How many bones would you break for six million dollars? The US family that was injured to defraud their insurance

If anything characterizes American popular culture, it’s its swindlers. From Charles Ponzi to Anna Sorokin, American history (and its streaming platforms, always ready to tell the same story again with improved aesthetics) is riddled with tricksters. However, not everyone goes as far as William Mize IV —protagonist of a report published this month in New York magazine signed by Lauren Smiley—, head of a plan with which, together with his family, he swindled millions from companies insurers.

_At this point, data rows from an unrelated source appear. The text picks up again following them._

//! Money formatting and currency codes.
//!
//! Prices throughout Daisy are plain [`rust_decimal::Decimal`] amounts in a
//! currency-agnostic unit; no float arithmetic touches money paths. This
//! module carries the supported currency codes (the backend's pricing block
//! names one per product) and the display helper shared by cart and
//! catalog views.

use rust_decimal::Decimal;
use serde::{Deserialize, Serialize};

/// ISO 4217 currency codes accepted by the product pricing form.
#[derive(Debug, Clone, Copy, PartialEq, Eq, Hash, Serialize, Deserialize, Default)]
pub enum Currency {
    #[default]
    USD,
    EUR,
    GBP,
    INR,
}

impl Currency {
    /// Display symbol for the currency.
    #[must_use]
    pub const fn symbol(&self) -> &'static str {
        match self {
            Self::USD => "$",
            Self::EUR => "€",
            Self::GBP => "£",
            Self::INR => "₹",
        }
    }

    /// ISO 4217 code.
    #[must_use]
    pub const fn code(&self) -> &'static str {
        match self {
            Self::USD => "USD",
            Self::EUR => "EUR",
            Self::GBP => "GBP",
            Self::INR => "INR",
        }
    }
}

impl std::fmt::Display for Currency {
    fn fmt(&self, f: &mut std::fmt::Formatter<'_>) -> std::fmt::Result {
        write!(f, "{}", self.code())
    }
}

impl std::str::FromStr for Currency {
    type Err = String;

    fn from_str(s: &str) -> Result<Self, Self::Err> {
        match s {
            "USD" => Ok(Self::USD),
            "EUR" => Ok(Self::EUR),
            "GBP" => Ok(Self::GBP),
            "INR" => Ok(Self::INR),
            _ => Err(format!("unsupported currency: {s}")),
        }
    }
}

/// Format a decimal amount as a display price string (e.g., "$19.99").
#[must_use]
pub fn format_amount(amount: Decimal) -> String {
    format!("${:.2}", amount.round_dp(2))
}
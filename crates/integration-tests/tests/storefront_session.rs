//! End-to-end customer session scenarios against the mock backend.

use secrecy::SecretString;
use uuid::Uuid;

use daisy_client::{Storage, keys};
use daisy_integration_tests::{CUSTOMER_TOKEN, MockBackend, PASSWORD};
use daisy_storefront::{AppState, auth::AuthError};

fn password() -> SecretString {
    SecretString::from(PASSWORD.to_owned())
}

fn unique_email() -> String {
    format!("user-{}@example.com", Uuid::new_v4())
}

#[tokio::test]
async fn test_login_persists_identity_and_token() {
    let backend = MockBackend::spawn().await;
    let storage = Storage::memory();
    let state = AppState::with_storage(backend.config(), storage.clone()).await;

    let user = state
        .auth()
        .login("rose@daisyatelier.com", &password())
        .await
        .expect("Login failed");
    assert_eq!(user.email, "rose@daisyatelier.com");
    assert!(state.auth().is_authenticated().await);

    assert_eq!(
        storage.get(keys::TOKEN).await,
        Some(CUSTOMER_TOKEN.to_owned())
    );
    assert!(storage.get(keys::USER).await.is_some());
}

#[tokio::test]
async fn test_failed_login_leaves_state_untouched() {
    let backend = MockBackend::spawn().await;
    let storage = Storage::memory();
    let state = AppState::with_storage(backend.config(), storage.clone()).await;

    let err = state
        .auth()
        .login(
            "rose@daisyatelier.com",
            &SecretString::from("wrong".to_owned()),
        )
        .await
        .expect_err("Login should fail");

    // The backend's message is surfaced verbatim
    assert_eq!(err.to_string(), "Invalid email or password");
    assert!(!state.auth().is_authenticated().await);
    assert_eq!(storage.get(keys::TOKEN).await, None);
    assert_eq!(storage.get(keys::USER).await, None);
}

#[tokio::test]
async fn test_signup_conflict_surfaces_backend_message() {
    let backend = MockBackend::spawn().await;
    let state = AppState::with_storage(backend.config(), Storage::memory()).await;

    let err = state
        .auth()
        .signup("Rose", "rose@taken.example", &password())
        .await
        .expect_err("Signup should conflict");
    assert_eq!(err.to_string(), "Email already registered");
    assert!(!state.auth().is_authenticated().await);
}

#[tokio::test]
async fn test_signup_signs_in() {
    let backend = MockBackend::spawn().await;
    let state = AppState::with_storage(backend.config(), Storage::memory()).await;

    let email = unique_email();
    let user = state
        .auth()
        .signup("Rose", &email, &password())
        .await
        .expect("Signup failed");
    assert_eq!(user.email, email);
    assert!(state.auth().is_authenticated().await);
}

#[tokio::test]
async fn test_profile_refresh_uses_bearer_token() {
    let backend = MockBackend::spawn().await;
    let storage = Storage::memory();
    let state = AppState::with_storage(backend.config(), storage.clone()).await;

    state
        .auth()
        .login("rose@daisyatelier.com", &password())
        .await
        .expect("Login failed");

    let refreshed = state.auth().profile().await.expect("Profile fetch failed");
    assert_eq!(refreshed.name, "Rose Refreshed");

    let recorded = backend.recorded().profile_auth_headers.clone();
    assert_eq!(
        recorded.last().cloned().flatten(),
        Some(format!("Bearer {CUSTOMER_TOKEN}"))
    );
}

#[tokio::test]
async fn test_session_restores_across_process_starts() {
    let backend = MockBackend::spawn().await;
    let storage = Storage::memory();

    {
        let state = AppState::with_storage(backend.config(), storage.clone()).await;
        state
            .auth()
            .login("rose@daisyatelier.com", &password())
            .await
            .expect("Login failed");
    }

    // A fresh state over the same storage restores the whole session
    let state = AppState::with_storage(backend.config(), storage.clone()).await;
    assert!(state.auth().is_authenticated().await);

    // Dropping the token invalidates the next restore entirely
    storage.remove(keys::TOKEN).await.expect("Remove failed");
    let state = AppState::with_storage(backend.config(), storage).await;
    assert!(!state.auth().is_authenticated().await);
}

#[tokio::test]
async fn test_logout_then_profile_is_rejected_locally() {
    let backend = MockBackend::spawn().await;
    let state = AppState::with_storage(backend.config(), Storage::memory()).await;

    state
        .auth()
        .login("rose@daisyatelier.com", &password())
        .await
        .expect("Login failed");
    state.auth().logout().await.expect("Logout failed");

    assert!(matches!(
        state.auth().profile().await,
        Err(AuthError::NotAuthenticated)
    ));
    // No profile request reached the backend after logout
    assert!(backend.recorded().profile_auth_headers.is_empty());
}
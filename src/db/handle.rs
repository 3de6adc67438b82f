//! Process-wide connection handle.
//!
//! One [`ConnectionHandle`] owns the single live driver instance and
//! funnels every touch of it through the crate's one exclusive section.
//! The intended deployment is one handle per process, shared by
//! reference (typically an `Arc`); there is no global accessor.
//!
//! All methods fail closed: driver errors are logged and surfaced as
//! `false`/`None`, never as panics, so callers on backends without
//! integrity guarantees can still make forward progress by checking
//! return values.

use crate::config::ConnectionConfig;
use crate::db::driver::{DatabaseEngine, Driver};
use crate::db::executor::{SectionPermit, SerializedExecutor};
use crate::db::types::QueryResult;
use crate::error::DbResult;
use std::time::{Duration, Instant};
use tracing::{debug, info, warn};

/// Driver instance plus the connectivity bookkeeping guarded with it.
pub(crate) struct DriverSlot {
    pub(crate) driver: Box<dyn Driver>,
    pub(crate) connected: bool,
    pub(crate) last_use: Instant,
}

/// Exclusive access token for the connection.
///
/// While held, no other thread's statements can interleave with the
/// holder's. The owning thread re-enters freely, so holding a permit and
/// then calling [`ConnectionHandle::execute`] is fine. Do not hold a
/// permit across unrelated blocking work; every other database user in
/// the process stalls behind it.
pub struct ConnectionPermit<'a> {
    _permit: SectionPermit<'a, DriverSlot>,
}

/// Owner of the single driver connection.
pub struct ConnectionHandle {
    executor: SerializedExecutor<DriverSlot>,
}

impl ConnectionHandle {
    /// Wrap a driver instance. The handle starts disconnected.
    pub fn new(driver: Box<dyn Driver>) -> Self {
        Self {
            executor: SerializedExecutor::new(DriverSlot {
                driver,
                connected: false,
                last_use: Instant::now(),
            }),
        }
    }

    /// Attempt a driver-level connection.
    ///
    /// Returns whether connectivity was achieved and records it in the
    /// connected flag; nothing else changes on failure.
    pub fn connect(&self, config: &ConnectionConfig) -> bool {
        self.executor.acquire().with(|slot| {
            match slot.driver.connect(config) {
                Ok(()) => {
                    slot.connected = true;
                    slot.last_use = Instant::now();
                    info!(
                        engine = %slot.driver.engine(),
                        database = %config.database,
                        "Connected"
                    );
                }
                Err(e) => {
                    slot.connected = false;
                    warn!(error = %e, database = %config.database, "Connect failed");
                }
            }
            slot.connected
        })
    }

    /// Drop the connected flag. The driver connection itself is released
    /// when the handle is dropped.
    pub fn disconnect(&self) {
        self.executor.acquire().with(|slot| {
            slot.connected = false;
        });
        info!("Disconnected");
    }

    /// Whether the last connect/statement left the connection usable.
    pub fn is_connected(&self) -> bool {
        self.executor.acquire().with(|slot| slot.connected)
    }

    /// Record now as the last-use timestamp.
    ///
    /// Idle bookkeeping is caller-driven (keep-alive loops); nothing in
    /// the handle acts on it. Statement traffic refreshes it as well.
    pub fn mark_used(&self) {
        self.executor.acquire().with(|slot| {
            slot.last_use = Instant::now();
        });
    }

    /// Time since the connection was last used.
    pub fn idle_for(&self) -> Duration {
        self.executor.acquire().with(|slot| slot.last_use.elapsed())
    }

    /// Acquire the exclusive section explicitly.
    ///
    /// Lets a caller group several statements into one unit no other
    /// thread can interleave with. Transaction guards do this
    /// internally for the begin..commit span.
    pub fn acquire(&self) -> ConnectionPermit<'_> {
        ConnectionPermit {
            _permit: self.executor.acquire(),
        }
    }

    /// Execute a statement that returns no rows.
    ///
    /// Driver-internal recovery (reconnect, retry) happens before this
    /// returns; no retry is performed at this layer.
    pub fn execute(&self, statement: &str) -> bool {
        self.try_execute(statement).is_ok()
    }

    pub(crate) fn try_execute(&self, statement: &str) -> DbResult<()> {
        self.executor.acquire().with(|slot| {
            slot.last_use = Instant::now();
            match slot.driver.execute_statement(statement) {
                Ok(()) => {
                    debug!(statement = %statement, "Executed");
                    Ok(())
                }
                Err(e) => {
                    Self::note_failure(slot, &e, statement);
                    Err(e)
                }
            }
        })
    }

    /// Execute a statement expected to return rows.
    ///
    /// `None` on failure; a successful query with zero rows yields an
    /// empty result.
    pub fn query(&self, statement: &str) -> Option<QueryResult> {
        self.executor.acquire().with(|slot| {
            slot.last_use = Instant::now();
            match slot.driver.query_statement(statement) {
                Ok(result) => {
                    debug!(statement = %statement, rows = result.row_count(), "Queried");
                    Some(result)
                }
                Err(e) => {
                    Self::note_failure(slot, &e, statement);
                    None
                }
            }
        })
    }

    /// Quote and escape a string for statement inclusion.
    pub fn escape_string(&self, text: &str) -> String {
        self.executor
            .acquire()
            .with(|slot| slot.driver.escape_string(text))
    }

    /// Quote and escape a binary payload for statement inclusion.
    pub fn escape_blob(&self, bytes: &[u8]) -> String {
        self.executor
            .acquire()
            .with(|slot| slot.driver.escape_blob(bytes))
    }

    /// Identifier generated by the last insert, 0 if not applicable.
    pub fn last_inserted_id(&self) -> u64 {
        self.executor
            .acquire()
            .with(|slot| slot.driver.last_inserted_id())
    }

    /// Engine identity tag of the underlying driver.
    pub fn engine(&self) -> DatabaseEngine {
        self.executor.acquire().with(|slot| slot.driver.engine())
    }

    /// Case-insensitive comparison operator for the dialect.
    pub fn string_comparer(&self) -> &'static str {
        self.executor
            .acquire()
            .with(|slot| slot.driver.string_comparer())
    }

    /// Row-limit clause for UPDATE statements, empty if unsupported.
    pub fn update_limiter(&self) -> &'static str {
        self.executor
            .acquire()
            .with(|slot| slot.driver.update_limiter())
    }

    /// Whether the dialect accepts multi-row VALUES lists.
    pub fn multi_row_inserts(&self) -> bool {
        self.executor
            .acquire()
            .with(|slot| slot.driver.multi_row_inserts())
    }

    pub(crate) fn begin_driver(&self) -> DbResult<()> {
        self.executor.acquire().with(|slot| slot.driver.begin())
    }

    pub(crate) fn commit_driver(&self) -> DbResult<()> {
        self.executor.acquire().with(|slot| slot.driver.commit())
    }

    pub(crate) fn rollback_driver(&self) -> DbResult<()> {
        self.executor.acquire().with(|slot| slot.driver.rollback())
    }

    fn note_failure(slot: &mut DriverSlot, error: &crate::error::DbError, statement: &str) {
        warn!(error = %error, statement = %statement, "Statement failed");
        if error.is_fatal() {
            slot.connected = false;
        }
    }
}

Between 2006 and 2017, Mize orchestrated more than thirty false car accidents with his wife, children, nephew and a small clan of relatives, exchanging the role of victim and culprit to later close an agreement with the insurance companies. Far from faking the injuries of the victims by spreading a jet of red paint on the bodywork, Mize cut his collaborators with a blade or a cutter, spattering the vehicle with blood so that the pantomime would be credible. He even made them empty a bottle of their own urine to make it look like they had passed out. In exchange, they pocketed six million dollars.

The injury artist

Mize, according to Smiley’s research, was an “injury artist.” Also known as William Talento, Chad Harris or Phillip Gonzalez, he always thought that acting within the limits of the law was for the poor in spirit. Born in El Paso, Texas, in 1961, Mize grew up on the outskirts of San Francisco with his single mother, Eve, until, in a fit of adolescent rebellion, he left the family home and began working as a waiter, as the New York publication. Traveling in Idaho, famous for its 19th-century gold mines and fortune hunters, he met Teresa Mastin, a 15-year-old teenager who became his first wife shortly after she became pregnant.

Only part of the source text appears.